*Excerpted records*:

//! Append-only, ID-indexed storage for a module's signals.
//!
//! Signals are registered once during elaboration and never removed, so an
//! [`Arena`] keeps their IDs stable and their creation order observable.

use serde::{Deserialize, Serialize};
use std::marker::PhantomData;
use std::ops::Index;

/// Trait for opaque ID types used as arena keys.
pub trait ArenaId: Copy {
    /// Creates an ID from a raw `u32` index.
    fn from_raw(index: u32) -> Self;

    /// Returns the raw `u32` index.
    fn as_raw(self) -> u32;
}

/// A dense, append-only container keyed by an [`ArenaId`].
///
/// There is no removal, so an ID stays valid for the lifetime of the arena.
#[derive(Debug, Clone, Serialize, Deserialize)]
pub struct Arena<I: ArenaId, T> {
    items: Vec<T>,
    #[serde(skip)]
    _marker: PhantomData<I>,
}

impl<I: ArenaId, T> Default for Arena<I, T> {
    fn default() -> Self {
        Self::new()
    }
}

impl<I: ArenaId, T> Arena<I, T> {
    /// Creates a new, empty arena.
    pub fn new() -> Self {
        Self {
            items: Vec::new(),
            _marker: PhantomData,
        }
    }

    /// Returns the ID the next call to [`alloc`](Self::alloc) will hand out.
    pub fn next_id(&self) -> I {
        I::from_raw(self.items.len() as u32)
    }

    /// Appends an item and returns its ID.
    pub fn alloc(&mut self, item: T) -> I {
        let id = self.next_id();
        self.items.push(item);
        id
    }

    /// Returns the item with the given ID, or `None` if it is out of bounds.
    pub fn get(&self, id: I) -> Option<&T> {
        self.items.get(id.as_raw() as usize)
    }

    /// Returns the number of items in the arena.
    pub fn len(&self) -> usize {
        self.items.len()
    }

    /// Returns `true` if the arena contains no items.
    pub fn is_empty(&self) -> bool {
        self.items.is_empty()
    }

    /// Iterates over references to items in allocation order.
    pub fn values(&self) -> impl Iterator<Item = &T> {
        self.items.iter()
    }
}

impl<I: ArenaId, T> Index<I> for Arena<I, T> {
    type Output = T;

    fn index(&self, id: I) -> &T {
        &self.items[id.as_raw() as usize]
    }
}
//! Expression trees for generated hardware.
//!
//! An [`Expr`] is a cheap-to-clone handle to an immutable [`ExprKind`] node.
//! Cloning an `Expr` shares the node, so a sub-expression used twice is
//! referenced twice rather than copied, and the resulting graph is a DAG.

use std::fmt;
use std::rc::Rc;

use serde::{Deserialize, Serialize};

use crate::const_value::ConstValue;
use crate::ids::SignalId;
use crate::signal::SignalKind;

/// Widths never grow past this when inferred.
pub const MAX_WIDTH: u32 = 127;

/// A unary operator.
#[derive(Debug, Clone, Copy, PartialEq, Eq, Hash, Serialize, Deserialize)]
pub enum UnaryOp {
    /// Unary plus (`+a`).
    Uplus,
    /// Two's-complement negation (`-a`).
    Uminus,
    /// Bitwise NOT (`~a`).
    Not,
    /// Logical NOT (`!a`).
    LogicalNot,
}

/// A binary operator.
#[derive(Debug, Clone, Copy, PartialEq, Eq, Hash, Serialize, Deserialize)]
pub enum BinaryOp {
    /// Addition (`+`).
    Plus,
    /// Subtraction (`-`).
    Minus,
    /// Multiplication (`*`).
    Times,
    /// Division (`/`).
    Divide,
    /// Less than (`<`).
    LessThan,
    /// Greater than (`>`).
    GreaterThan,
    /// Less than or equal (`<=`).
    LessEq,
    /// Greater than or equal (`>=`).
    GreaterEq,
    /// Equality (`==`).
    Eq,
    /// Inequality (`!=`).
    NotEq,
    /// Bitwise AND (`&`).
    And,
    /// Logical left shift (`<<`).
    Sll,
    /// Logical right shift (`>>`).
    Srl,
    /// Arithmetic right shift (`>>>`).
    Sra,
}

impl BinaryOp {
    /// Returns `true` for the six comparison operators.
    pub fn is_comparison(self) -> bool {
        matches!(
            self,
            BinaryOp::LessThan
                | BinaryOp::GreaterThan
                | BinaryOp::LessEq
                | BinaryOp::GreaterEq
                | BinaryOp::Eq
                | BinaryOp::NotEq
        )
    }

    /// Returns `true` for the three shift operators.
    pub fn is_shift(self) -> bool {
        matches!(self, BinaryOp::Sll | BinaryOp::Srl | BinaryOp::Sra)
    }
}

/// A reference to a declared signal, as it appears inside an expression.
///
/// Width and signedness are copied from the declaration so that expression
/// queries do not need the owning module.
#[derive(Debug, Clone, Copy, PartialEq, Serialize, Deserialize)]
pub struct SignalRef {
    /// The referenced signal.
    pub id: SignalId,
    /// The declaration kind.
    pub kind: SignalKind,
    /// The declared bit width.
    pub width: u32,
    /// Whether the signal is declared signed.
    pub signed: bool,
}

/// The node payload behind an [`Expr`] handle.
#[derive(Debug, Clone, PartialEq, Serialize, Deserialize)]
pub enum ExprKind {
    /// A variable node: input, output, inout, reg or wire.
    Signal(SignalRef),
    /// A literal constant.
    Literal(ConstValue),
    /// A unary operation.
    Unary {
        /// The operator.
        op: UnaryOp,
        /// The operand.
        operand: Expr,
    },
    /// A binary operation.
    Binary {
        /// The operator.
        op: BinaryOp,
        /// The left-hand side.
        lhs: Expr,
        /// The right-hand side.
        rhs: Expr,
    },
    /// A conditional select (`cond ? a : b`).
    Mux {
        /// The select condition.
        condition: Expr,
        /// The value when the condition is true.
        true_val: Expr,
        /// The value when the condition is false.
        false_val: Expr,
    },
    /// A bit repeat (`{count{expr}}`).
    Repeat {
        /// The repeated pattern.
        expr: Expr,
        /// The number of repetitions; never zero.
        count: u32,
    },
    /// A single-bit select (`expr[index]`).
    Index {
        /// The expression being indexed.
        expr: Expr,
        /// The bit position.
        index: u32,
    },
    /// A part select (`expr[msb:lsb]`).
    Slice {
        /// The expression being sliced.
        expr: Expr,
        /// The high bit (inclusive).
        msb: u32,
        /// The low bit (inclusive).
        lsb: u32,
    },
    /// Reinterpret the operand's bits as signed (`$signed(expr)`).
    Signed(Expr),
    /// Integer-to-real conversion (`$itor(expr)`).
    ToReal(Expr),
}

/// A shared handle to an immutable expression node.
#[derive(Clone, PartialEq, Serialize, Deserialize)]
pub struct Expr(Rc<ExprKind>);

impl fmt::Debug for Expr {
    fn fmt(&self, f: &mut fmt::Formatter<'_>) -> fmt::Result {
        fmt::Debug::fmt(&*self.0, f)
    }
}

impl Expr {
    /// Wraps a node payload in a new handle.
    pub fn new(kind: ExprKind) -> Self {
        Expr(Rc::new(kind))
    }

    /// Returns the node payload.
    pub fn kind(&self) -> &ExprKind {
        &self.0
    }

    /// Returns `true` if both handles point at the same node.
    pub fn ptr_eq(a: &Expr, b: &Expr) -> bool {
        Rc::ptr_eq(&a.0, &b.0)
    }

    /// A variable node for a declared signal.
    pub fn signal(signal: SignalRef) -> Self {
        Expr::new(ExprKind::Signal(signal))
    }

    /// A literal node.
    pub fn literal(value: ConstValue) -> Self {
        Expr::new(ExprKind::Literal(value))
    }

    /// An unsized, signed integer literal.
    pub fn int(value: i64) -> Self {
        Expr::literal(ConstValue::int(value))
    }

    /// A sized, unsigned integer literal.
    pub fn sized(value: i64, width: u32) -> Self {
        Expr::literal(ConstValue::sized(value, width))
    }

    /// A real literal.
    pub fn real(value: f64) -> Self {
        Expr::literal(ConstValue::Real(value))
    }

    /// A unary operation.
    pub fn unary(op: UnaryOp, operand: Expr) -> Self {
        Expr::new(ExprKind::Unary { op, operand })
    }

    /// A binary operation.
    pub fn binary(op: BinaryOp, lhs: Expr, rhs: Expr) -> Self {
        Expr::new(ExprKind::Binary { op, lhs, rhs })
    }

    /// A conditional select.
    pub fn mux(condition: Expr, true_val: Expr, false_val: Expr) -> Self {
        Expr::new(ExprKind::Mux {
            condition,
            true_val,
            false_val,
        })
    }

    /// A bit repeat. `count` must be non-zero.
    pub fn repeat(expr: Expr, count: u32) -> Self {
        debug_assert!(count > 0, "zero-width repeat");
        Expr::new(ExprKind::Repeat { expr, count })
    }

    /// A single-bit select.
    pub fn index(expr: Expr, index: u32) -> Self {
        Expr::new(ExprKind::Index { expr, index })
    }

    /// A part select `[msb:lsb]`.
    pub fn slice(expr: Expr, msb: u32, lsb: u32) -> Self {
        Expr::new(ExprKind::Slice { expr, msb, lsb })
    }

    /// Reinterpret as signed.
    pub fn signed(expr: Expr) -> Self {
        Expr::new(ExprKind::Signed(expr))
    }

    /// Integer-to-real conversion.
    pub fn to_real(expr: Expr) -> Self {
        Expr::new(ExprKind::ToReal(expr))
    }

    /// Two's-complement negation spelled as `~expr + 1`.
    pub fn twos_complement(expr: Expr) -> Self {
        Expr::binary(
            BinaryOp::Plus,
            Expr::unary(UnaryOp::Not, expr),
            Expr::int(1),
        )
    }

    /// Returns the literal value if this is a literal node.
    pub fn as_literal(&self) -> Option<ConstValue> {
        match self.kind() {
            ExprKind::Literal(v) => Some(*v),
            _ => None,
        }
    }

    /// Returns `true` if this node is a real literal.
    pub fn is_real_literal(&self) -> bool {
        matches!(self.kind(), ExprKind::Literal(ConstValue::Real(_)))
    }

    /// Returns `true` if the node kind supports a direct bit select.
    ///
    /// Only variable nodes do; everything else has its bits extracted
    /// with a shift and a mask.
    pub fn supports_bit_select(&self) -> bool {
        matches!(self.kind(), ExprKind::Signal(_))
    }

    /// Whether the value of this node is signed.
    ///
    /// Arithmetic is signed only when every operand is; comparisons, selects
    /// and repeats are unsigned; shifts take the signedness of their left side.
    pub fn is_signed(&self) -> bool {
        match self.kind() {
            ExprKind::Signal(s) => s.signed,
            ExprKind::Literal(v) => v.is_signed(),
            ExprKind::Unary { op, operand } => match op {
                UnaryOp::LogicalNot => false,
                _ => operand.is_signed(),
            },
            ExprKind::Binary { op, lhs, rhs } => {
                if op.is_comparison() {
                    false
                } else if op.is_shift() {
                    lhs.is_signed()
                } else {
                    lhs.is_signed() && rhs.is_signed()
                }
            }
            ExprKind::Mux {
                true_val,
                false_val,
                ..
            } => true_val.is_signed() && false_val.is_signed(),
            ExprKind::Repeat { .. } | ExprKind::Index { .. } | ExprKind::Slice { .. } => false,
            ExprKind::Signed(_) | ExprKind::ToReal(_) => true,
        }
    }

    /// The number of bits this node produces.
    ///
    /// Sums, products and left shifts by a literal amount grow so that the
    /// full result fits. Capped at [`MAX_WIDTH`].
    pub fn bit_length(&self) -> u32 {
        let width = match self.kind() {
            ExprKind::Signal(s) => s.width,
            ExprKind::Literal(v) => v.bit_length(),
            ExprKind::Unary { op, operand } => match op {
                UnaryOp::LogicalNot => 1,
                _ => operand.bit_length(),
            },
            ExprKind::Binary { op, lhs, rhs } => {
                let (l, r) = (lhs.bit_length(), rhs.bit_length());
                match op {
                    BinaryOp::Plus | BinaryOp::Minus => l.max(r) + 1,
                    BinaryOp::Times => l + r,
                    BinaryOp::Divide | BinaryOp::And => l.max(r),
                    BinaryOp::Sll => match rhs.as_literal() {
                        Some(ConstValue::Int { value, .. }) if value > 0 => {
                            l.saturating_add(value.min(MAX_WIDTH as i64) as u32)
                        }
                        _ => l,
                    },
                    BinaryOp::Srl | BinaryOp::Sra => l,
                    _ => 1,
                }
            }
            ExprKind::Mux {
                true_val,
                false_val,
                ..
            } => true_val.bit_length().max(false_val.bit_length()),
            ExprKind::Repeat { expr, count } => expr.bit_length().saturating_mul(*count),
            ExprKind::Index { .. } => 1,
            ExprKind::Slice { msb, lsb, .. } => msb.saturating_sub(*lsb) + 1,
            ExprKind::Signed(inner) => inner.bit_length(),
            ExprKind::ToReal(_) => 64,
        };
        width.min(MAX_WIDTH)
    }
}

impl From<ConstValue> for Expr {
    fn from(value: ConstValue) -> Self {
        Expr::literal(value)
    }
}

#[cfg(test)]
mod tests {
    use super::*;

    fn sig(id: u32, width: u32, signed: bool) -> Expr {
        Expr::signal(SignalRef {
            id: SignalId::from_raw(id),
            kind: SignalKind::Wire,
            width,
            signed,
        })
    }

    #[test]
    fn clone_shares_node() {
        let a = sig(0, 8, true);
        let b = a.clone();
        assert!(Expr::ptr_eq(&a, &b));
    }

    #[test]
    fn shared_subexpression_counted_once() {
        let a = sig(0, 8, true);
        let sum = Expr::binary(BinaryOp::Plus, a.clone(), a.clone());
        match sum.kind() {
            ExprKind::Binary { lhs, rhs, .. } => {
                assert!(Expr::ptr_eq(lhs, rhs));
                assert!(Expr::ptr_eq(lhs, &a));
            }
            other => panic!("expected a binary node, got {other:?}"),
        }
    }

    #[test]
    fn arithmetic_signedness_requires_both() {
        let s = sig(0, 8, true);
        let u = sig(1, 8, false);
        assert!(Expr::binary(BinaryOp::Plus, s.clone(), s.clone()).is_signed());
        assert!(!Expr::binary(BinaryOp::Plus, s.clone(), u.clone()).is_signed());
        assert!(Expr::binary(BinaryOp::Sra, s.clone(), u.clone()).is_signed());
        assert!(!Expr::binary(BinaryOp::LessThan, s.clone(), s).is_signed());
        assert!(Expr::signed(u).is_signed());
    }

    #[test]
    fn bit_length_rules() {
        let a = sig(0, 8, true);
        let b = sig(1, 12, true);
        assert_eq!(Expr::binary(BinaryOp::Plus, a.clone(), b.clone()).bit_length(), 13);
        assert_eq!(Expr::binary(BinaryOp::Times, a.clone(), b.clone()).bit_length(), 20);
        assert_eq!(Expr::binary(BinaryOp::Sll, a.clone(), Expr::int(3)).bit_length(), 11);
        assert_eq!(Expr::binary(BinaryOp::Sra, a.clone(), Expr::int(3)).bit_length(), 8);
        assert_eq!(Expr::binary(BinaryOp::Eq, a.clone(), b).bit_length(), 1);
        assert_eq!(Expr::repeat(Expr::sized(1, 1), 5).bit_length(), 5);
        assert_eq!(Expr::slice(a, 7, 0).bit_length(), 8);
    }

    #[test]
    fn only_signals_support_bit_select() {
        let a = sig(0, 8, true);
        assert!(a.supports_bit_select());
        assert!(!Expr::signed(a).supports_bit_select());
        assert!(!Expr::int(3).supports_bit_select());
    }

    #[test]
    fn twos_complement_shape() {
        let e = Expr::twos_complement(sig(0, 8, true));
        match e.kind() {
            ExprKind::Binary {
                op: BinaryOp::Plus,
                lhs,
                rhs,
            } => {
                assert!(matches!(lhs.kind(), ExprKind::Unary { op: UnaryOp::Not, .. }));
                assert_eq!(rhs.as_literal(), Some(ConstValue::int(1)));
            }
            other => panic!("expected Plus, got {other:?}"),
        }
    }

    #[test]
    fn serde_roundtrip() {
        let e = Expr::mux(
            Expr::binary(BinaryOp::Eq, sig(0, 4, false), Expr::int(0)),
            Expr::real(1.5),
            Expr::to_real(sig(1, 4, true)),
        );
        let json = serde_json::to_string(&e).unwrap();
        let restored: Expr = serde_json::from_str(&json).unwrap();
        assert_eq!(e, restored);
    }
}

* * *

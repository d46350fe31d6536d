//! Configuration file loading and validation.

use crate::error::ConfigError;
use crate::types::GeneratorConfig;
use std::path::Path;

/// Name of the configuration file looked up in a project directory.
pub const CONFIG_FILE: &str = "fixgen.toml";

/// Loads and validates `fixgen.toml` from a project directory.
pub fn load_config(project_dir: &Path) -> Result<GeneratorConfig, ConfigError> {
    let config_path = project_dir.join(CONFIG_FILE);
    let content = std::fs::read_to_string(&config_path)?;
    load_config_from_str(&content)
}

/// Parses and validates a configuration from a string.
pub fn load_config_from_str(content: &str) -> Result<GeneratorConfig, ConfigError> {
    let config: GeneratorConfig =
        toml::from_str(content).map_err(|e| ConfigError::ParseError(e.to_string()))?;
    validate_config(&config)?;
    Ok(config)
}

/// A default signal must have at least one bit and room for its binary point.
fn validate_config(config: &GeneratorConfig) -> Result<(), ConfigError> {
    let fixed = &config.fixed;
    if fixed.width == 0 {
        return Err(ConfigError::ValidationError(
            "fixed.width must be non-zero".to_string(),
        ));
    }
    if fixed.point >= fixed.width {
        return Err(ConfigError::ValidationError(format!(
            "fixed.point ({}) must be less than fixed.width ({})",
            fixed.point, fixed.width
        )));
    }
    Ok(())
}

*What you should do*:
Each line containing the word "Reinterpret" must be pulled from the listing and copied.

*Output of the task*:
    /// Reinterpret the operand's bits as signed (`$signed(expr)`).
    /// Reinterpret as signed.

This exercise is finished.